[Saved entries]
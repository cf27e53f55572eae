use crate::alloc::Allocator;
use crate::list::List;
use std::cmp::Ordering;
use std::hash::{Hash, Hasher};

impl<T: PartialEq, A: Allocator, B: Allocator> PartialEq<List<T, B>> for List<T, A> {
    fn eq(&self, other: &List<T, B>) -> bool {
        self.len() == other.len() && self.iter().eq(other)
    }
}

impl<T: Eq, A: Allocator> Eq for List<T, A> {}

impl<T: PartialOrd, A: Allocator> PartialOrd for List<T, A> {
    fn partial_cmp(&self, other: &Self) -> Option<Ordering> {
        self.iter().partial_cmp(other)
    }
}

impl<T: Ord, A: Allocator> Ord for List<T, A> {
    #[inline]
    fn cmp(&self, other: &Self) -> Ordering {
        self.iter().cmp(other)
    }
}

impl<T: Hash, A: Allocator> Hash for List<T, A> {
    fn hash<H: Hasher>(&self, state: &mut H) {
        self.len().hash(state);
        for elt in self {
            elt.hash(state);
        }
    }
}

impl<T, A: Allocator> List<T, A> {
    /// Returns `true` if the `List` contains an element equal to the given value.
    ///
    /// # Examples
    ///
    /// ```
    /// use sentinel_list::List;
    ///
    /// let mut list = List::new();
    ///
    /// list.push_back(0);
    /// list.push_back(1);
    /// list.push_back(2);
    ///
    /// assert_eq!(list.contains(&0), true);
    /// assert_eq!(list.contains(&10), false);
    /// ```
    pub fn contains(&self, x: &T) -> bool
    where
        T: PartialEq<T>,
    {
        self.iter().any(|e| e == x)
    }

    /// Copy the elements into a `Vec`, in order.
    ///
    /// # Examples
    ///
    /// ```
    /// use sentinel_list::List;
    ///
    /// let list = List::from([1, 2, 3]);
    /// assert_eq!(list.to_vec(), vec![1, 2, 3]);
    /// ```
    pub fn to_vec(&self) -> Vec<T>
    where
        T: Clone,
    {
        self.iter().cloned().collect()
    }

    /// Move the elements into a `Vec`, in order.
    ///
    /// # Examples
    ///
    /// ```
    /// use sentinel_list::List;
    ///
    /// let list = List::from([1, 2, 3]);
    /// assert_eq!(list.into_vec(), vec![1, 2, 3]);
    /// ```
    pub fn into_vec(self) -> Vec<T> {
        self.into_iter().collect()
    }
}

REQUIREMENT: Where a line above holds the word "Ordering", copy it.

EXERCISE SOLUTION:
use std::cmp::Ordering;
    fn partial_cmp(&self, other: &Self) -> Option<Ordering> {
    fn cmp(&self, other: &Self) -> Ordering {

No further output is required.